(a)兩個方法運行結果一致,兩個方法都是遞歸的方法把樹結構編程列表,不同的地方在於,第一個方法用的append連接左右樹,而第二個用的是cons連接。
(b)tree->list-1會執行N次append和cons,而tree->list-2,只會執行n次cons,append的時間複雜度是θ(n),cons的時間複雜度是θ(1),所以tree->list-1和tree->list-2的時間複雜度分別爲爲θ(n^2)和 θ(n),tree->list-2過程的步數會增長慢點。
#lang racket
(define (entry tree) (car tree))
(define (left-branch tree) (cadr tree))
(define (right-branch tree) (caddr tree))
(define (make-tree entry left right)
(list entry left right))
(define (element-of-set? x set)
(cond ((null? set) false)
((= x (entry set)) true)
((< x (entry set))
(element-of-set? x (left-branch set)))
((> x (entry set))
(element-of-set? x (right-branch set)))))
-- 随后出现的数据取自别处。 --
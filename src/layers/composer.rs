//! Overlay layers drawn above the basemap style.
//!
//! The set is fixed and ordered bottom to top: clusters, cluster labels,
//! status glows, difficulty markers, selection ring. Every layer reads the
//! clustered sites source and is gated by a filter over feature attributes.

use crate::constants::*;
use crate::core::config::{Capabilities, MapConfig, SizingConfig, ThemePalette};
use crate::core::annotation::{Difficulty, SiteStatus};
use crate::core::geo::Color;
use crate::core::settings::LayerSettings;
use crate::layers::expression::Expression;
use crate::layers::spec::{LayerKind, LayerPosition, LayerSpec};
use crate::prelude::Arc;
use crate::traits::MapSurface;
use crate::{MapError, Result};
use serde_json::{json, Value};

/// Glow layers in stacking order, with the status each one shows.
/// `None` is the catch-all for statuses without a dedicated glow.
pub const GLOW_LAYERS: [(&str, Option<SiteStatus>); 4] = [
    (GLOW_LOGGED_LAYER_ID, Some(SiteStatus::Logged)),
    (GLOW_SAVED_LAYER_ID, Some(SiteStatus::Saved)),
    (GLOW_PLANNED_LAYER_ID, Some(SiteStatus::Planned)),
    (GLOW_DEFAULT_LAYER_ID, None),
];

/// Difficulty marker layers in stacking order
pub const DIFFICULTY_LAYERS: [(&str, Option<Difficulty>); 5] = [
    (DIFFICULTY_BEGINNER_LAYER_ID, Some(Difficulty::Beginner)),
    (DIFFICULTY_INTERMEDIATE_LAYER_ID, Some(Difficulty::Intermediate)),
    (DIFFICULTY_ADVANCED_LAYER_ID, Some(Difficulty::Advanced)),
    (DIFFICULTY_EXPERT_LAYER_ID, Some(Difficulty::Expert)),
    (DIFFICULTY_DEFAULT_LAYER_ID, None),
];

/// Every overlay layer id, bottom to top
pub const OVERLAY_LAYER_IDS: [&str; 12] = [
    CLUSTER_LAYER_ID,
    CLUSTER_COUNT_LAYER_ID,
    GLOW_LOGGED_LAYER_ID,
    GLOW_SAVED_LAYER_ID,
    GLOW_PLANNED_LAYER_ID,
    GLOW_DEFAULT_LAYER_ID,
    DIFFICULTY_BEGINNER_LAYER_ID,
    DIFFICULTY_INTERMEDIATE_LAYER_ID,
    DIFFICULTY_ADVANCED_LAYER_ID,
    DIFFICULTY_EXPERT_LAYER_ID,
    DIFFICULTY_DEFAULT_LAYER_ID,
    SELECTION_LAYER_ID,
];

/// Layers a tap is resolved against, topmost first
pub const INTERACTIVE_LAYER_IDS: [&str; 8] = [
    SELECTION_LAYER_ID,
    DIFFICULTY_DEFAULT_LAYER_ID,
    DIFFICULTY_EXPERT_LAYER_ID,
    DIFFICULTY_ADVANCED_LAYER_ID,
    DIFFICULTY_INTERMEDIATE_LAYER_ID,
    DIFFICULTY_BEGINNER_LAYER_ID,
    CLUSTER_COUNT_LAYER_ID,
    CLUSTER_LAYER_ID,
];

#[derive(Debug, Clone, Copy, PartialEq, Eq)]
enum LayerGroup {
    Cluster,
    Glow,
    Marker,
    Selection,
}

fn group_of(id: &str) -> Option<LayerGroup> {
    if id == CLUSTER_LAYER_ID || id == CLUSTER_COUNT_LAYER_ID {
        Some(LayerGroup::Cluster)
    } else if GLOW_LAYERS.iter().any(|(glow, _)| *glow == id) {
        Some(LayerGroup::Glow)
    } else if DIFFICULTY_LAYERS.iter().any(|(marker, _)| *marker == id) {
        Some(LayerGroup::Marker)
    } else if id == SELECTION_LAYER_ID {
        Some(LayerGroup::Selection)
    } else {
        None
    }
}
(define (adjoin-set x set)
(cond ((null? set) (make-tree x '() '()))
((= x (entry set)) set)
((< x (entry set))
(make-tree (entry set)
(adjoin-set x (left-branch set))
(right-branch set)))
((> x (entry set))
(make-tree (entry set)
(left-branch set)
(adjoin-set x (right-branch set))))))
(define (tree->list-1 tree)
(if (null? tree)
'()
(append (tree->list-1 (left-branch tree))
(cons (entry tree)
(tree->list-1 (right-branch tree))))))
(define (tree->list-2 tree)
(define (copy-to-list tree result-list)
(if (null? tree)
result-list
(copy-to-list (left-branch tree)
(cons (entry tree)
(copy-to-list (right-branch tree)
result-list)))))
(copy-to-list tree '()))
(define a (make-tree 7
(make-tree 3
(make-tree 1 null null)
(make-tree 5 null null))
(make-tree 9
null
(make-tree 11 null null))))
(define b (make-tree 3
(make-tree 1 null null)
(make-tree 7
(make-tree 5 null null)
(make-tree 9
null
(make-tree 11 null null)))))
(define c (make-tree 5
(make-tree 3
(make-tree 1 null null)
null)
(make-tree 9
(make-tree 7 null null)
(make-tree 11 null null))))
(tree->list-1 a)
(tree->list-2 a)
(tree->list-1 b)
(tree->list-2 b)
(tree->list-1 c)
(tree->list-2 c)
運行結果
'(1 3 5 7 9 11)
'(1 3 5 7 9 11)
'(1 3 5 7 9 11)
'(1 3 5 7 9 11)
'(1 3 5 7 9 11)
'(1 3 5 7 9 11)